(DATASET RECORDS Opens)
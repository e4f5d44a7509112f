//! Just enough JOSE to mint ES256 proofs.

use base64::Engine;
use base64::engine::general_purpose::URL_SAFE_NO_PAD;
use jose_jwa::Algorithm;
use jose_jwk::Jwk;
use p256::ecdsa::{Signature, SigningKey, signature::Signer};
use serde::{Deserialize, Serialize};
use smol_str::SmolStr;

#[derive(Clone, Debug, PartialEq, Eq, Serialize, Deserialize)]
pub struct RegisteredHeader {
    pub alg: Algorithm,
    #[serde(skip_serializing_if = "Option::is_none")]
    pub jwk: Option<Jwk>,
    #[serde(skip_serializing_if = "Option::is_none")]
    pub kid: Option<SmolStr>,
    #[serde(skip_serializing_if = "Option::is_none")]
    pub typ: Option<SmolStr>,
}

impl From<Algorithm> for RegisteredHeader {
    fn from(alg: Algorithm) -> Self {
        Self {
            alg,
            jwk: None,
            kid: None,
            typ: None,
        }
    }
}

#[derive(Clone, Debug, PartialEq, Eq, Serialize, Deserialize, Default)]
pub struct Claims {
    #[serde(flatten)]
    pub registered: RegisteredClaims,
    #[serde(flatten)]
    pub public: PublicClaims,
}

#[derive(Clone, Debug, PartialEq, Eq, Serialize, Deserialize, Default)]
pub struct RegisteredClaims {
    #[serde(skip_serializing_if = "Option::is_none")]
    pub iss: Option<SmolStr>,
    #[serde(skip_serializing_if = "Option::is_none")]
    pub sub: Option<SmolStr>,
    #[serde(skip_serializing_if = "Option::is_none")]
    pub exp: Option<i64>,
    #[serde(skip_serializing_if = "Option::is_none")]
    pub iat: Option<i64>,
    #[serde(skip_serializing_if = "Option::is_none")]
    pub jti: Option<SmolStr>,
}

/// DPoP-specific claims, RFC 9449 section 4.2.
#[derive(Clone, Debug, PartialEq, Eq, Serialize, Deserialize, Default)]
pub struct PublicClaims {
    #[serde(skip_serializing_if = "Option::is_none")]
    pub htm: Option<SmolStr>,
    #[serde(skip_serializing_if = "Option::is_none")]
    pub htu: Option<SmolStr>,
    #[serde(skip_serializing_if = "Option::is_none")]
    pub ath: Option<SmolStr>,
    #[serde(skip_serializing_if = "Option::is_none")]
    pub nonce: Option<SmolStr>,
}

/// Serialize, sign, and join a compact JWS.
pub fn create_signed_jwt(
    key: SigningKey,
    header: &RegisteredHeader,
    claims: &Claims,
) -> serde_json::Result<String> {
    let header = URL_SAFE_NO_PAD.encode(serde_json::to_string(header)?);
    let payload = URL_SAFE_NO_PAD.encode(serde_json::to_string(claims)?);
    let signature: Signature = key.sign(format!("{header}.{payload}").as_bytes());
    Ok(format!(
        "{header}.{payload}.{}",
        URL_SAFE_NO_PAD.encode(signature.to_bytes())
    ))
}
(DATASET RECORDS Closes)
WORK ORDER: Only lines with the word "RegisteredHeader" are wanted; pull each of them from the records.

ANSWER BELOW:
pub struct RegisteredHeader {
impl From<Algorithm> for RegisteredHeader {
    header: &RegisteredHeader,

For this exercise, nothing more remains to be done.